Directed by Mike Nichols (1990) Novel & Screenplay by Carrie Fisher
Starring: Meryl Streep, Shirley MacLaine, Dennis Quaid, Gene Hackman, Richard Dreyfuss
Suzanne Vale (Streep) overdoses on pills and cocaine. She’s sent to rehab, and once she gets out it’s written in her contract that she must live with a responsible party for her next film. She moves in with her mother, Doris Mann (MacLaine), an alcoholic in denial.

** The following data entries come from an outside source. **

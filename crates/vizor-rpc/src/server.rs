//! HTTP server implementation using Axum.

use crate::handler::{handle_invocations, handle_ping};
use axum::{
    routing::{get, post},
    Router,
};
use std::net::SocketAddr;
use std::sync::Arc;
use tower_http::cors::{Any, CorsLayer};
use tower_http::trace::TraceLayer;
use tracing::{error, info};
use vizor_core::{Configuration, Model};

/// Application state shared across handlers.
pub struct AppState {
    /// Inference facade (owns the backend registry)
    pub model: Model,
    /// Configuration used by health checks
    pub ping_config: Configuration,
}

/// Build the router for `state`.
pub fn router(state: Arc<AppState>) -> Router {
    let cors = CorsLayer::new()
        .allow_origin(Any)
        .allow_methods(Any)
        .allow_headers(Any);

    Router::new()
        .route("/ping", get(handle_ping))
        .route("/invocations", post(handle_invocations))
        .layer(TraceLayer::new_for_http())
        .layer(cors)
        .with_state(state)
}

/// Start the HTTP server.
///
/// Returns the actual address the server is bound to (useful when port=0).
pub async fn start_server(model: Model, host: &str, port: u16) -> anyhow::Result<SocketAddr> {
    let state = Arc::new(AppState {
        model,
        ping_config: Configuration::default(),
    });
    let app = router(state);

    let addr: SocketAddr = format!("{}:{}", host, port).parse()?;
    let listener = tokio::net::TcpListener::bind(addr).await?;
    let actual_addr = listener.local_addr()?;

    info!("Server listening on {}", actual_addr);

    tokio::spawn(async move {
        if let Err(e) = axum::serve(listener, app).await {
            error!("Server error: {}", e);
        }
    });

    Ok(actual_addr)
}
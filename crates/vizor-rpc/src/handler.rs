//! Request handlers.

use crate::server::AppState;
use axum::{
    body::Bytes,
    extract::State,
    http::{header, HeaderMap, StatusCode},
    response::IntoResponse,
    Json,
};
use serde_json::{json, Value};
use std::sync::Arc;
use tracing::{debug, error, info, warn};
use vizor_core::{ConfigurationBuilder, VizorError};

type ApiResponse = (StatusCode, Json<Value>);

fn failure(status: StatusCode, reason: impl Into<String>) -> ApiResponse {
    (status, Json(json!({ "reason": reason.into() })))
}

fn from_error(err: &VizorError) -> ApiResponse {
    let status =
        StatusCode::from_u16(err.status_code()).unwrap_or(StatusCode::INTERNAL_SERVER_ERROR);
    failure(status, err.reason())
}

/// Health check: healthy when the built-in backend can be loaded.
pub async fn handle_ping(State(state): State<Arc<AppState>>) -> impl IntoResponse {
    info!("Ping received...");

    match state.model.registry().register(None, &state.ping_config).await {
        Ok(_) => (StatusCode::OK, Json(json!({}))),
        Err(e) => {
            warn!("Health check failed: {}", e);
            (StatusCode::NOT_FOUND, Json(json!({})))
        }
    }
}

/// Run inference for a JSON body holding a configuration plus `source`.
pub async fn handle_invocations(
    State(state): State<Arc<AppState>>,
    headers: HeaderMap,
    body: Bytes,
) -> impl IntoResponse {
    if !is_json(&headers) {
        return failure(StatusCode::BAD_REQUEST, "Request is not application/json");
    }

    let request: Value = match serde_json::from_slice(&body) {
        Ok(value) => value,
        Err(e) => return failure(StatusCode::BAD_REQUEST, format!("Invalid JSON body: {}", e)),
    };

    // Requests are always served locally, never delegated again.
    let config = match ConfigurationBuilder::from_json(&request) {
        Ok(builder) => builder.endpoint(None::<String>).build(),
        Err(e) => return from_error(&e),
    };

    let source = request.get("source").unwrap_or(&Value::Null);
    match state.model.infer_value(source, &config).await {
        Ok(predictions) => {
            debug!("Inference result {:?}", predictions);
            match serde_json::to_value(&predictions) {
                Ok(value) => (StatusCode::OK, Json(value)),
                Err(e) => failure(StatusCode::INTERNAL_SERVER_ERROR, e.to_string()),
            }
        }
        Err(e) => {
            error!("Inference failed: {}", e);
            from_error(&e)
        }
    }
}

fn is_json(headers: &HeaderMap) -> bool {
    headers
        .get(header::CONTENT_TYPE)
        .and_then(|value| value.to_str().ok())
        .and_then(|value| value.split(';').next())
        .map(|mime| mime.trim().eq_ignore_ascii_case("application/json"))
        .unwrap_or(false)
}
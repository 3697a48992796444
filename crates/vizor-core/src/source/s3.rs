//! Object-store fetching.

use crate::configuration::Configuration;
use async_trait::async_trait;
use object_store::aws::AmazonS3Builder;
use object_store::path::Path as ObjectPath;
use object_store::{ClientOptions, ObjectStore};
use thiserror::Error;
use tracing::debug;

/// Distinguishable object-store failures.
#[derive(Debug, Error)]
pub enum FetchError {
    #[error("object not found: {0}")]
    NotFound(String),

    #[error("access denied: {0}")]
    AuthFailed(String),

    #[error("transport error: {0}")]
    Transport(String),
}

/// Fetches object bytes from a bucket.
#[async_trait]
pub trait ObjectFetcher: Send + Sync {
    async fn fetch(
        &self,
        bucket: &str,
        key: &str,
        config: &Configuration,
    ) -> Result<Vec<u8>, FetchError>;
}

/// S3 fetcher backed by `object_store`.
///
/// Uses the configured access key and secret when both are present, and the
/// ambient AWS environment otherwise.
#[derive(Debug, Default, Clone, Copy)]
pub struct S3Fetcher;

#[async_trait]
impl ObjectFetcher for S3Fetcher {
    async fn fetch(
        &self,
        bucket: &str,
        key: &str,
        config: &Configuration,
    ) -> Result<Vec<u8>, FetchError> {
        let mut builder = AmazonS3Builder::from_env()
            .with_bucket_name(bucket)
            .with_client_options(ClientOptions::new().with_timeout(config.timeout()));

        if let Some(credentials) = config.credentials() {
            builder = builder
                .with_access_key_id(credentials.access_key)
                .with_secret_access_key(credentials.secret_access_key);
        }
        if let Some(region) = config.aws_region() {
            builder = builder.with_region(region);
        }

        let store = builder
            .build()
            .map_err(|e| FetchError::AuthFailed(e.to_string()))?;

        debug!("Fetching s3://{}/{}", bucket, key);
        let object = store
            .get(&ObjectPath::from(key))
            .await
            .map_err(classify)?;
        let bytes = object.bytes().await.map_err(classify)?;
        Ok(bytes.to_vec())
    }
}

fn classify(err: object_store::Error) -> FetchError {
    match err {
        object_store::Error::NotFound { path, .. } => FetchError::NotFound(path),
        err @ (object_store::Error::PermissionDenied { .. }
        | object_store::Error::Unauthenticated { .. }) => FetchError::AuthFailed(err.to_string()),
        err => FetchError::Transport(err.to_string()),
    }
}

The movie is centered around the mother-daughter relationship, while Suzanne works on her movie. Her mother is bombastic, and Suzanne switches between loving her and hating her for it. It’s a film built off performances, and Streep is a knock out. While she’s tempted by her co-star’s prescription drugs, hesitatingly starts a relationship with Jack Faulkner (Quaid), and is told three times over that her acting while off drugs isn’t top-notch.
It’s a very Hollywood movie, with scenes of Suzanne in costume moving from set to set. While she’s walking to her car, she see seemingly talks to Jack on a suburban street, until a crew comes by to take the houses and white picket fences away. Doris Mann is a vestige of Classic Hollywood, and MacLaine gives her best poise in that arena, replete with a song and dance number at Suzanne’s coming home party. All of these items set the movie in a particular time and place, and while we could have another Postcards from the Edge in our time, I don’t see it done half as well or with the same kind of wit.
What the film makes plain is that recovering from addiction depends on the people there for support. While a nagging mother and three picky executive producers can make turning back to drugs desirable, a fellow addict and a director who’s as much a friend as a cohort can help make life easier.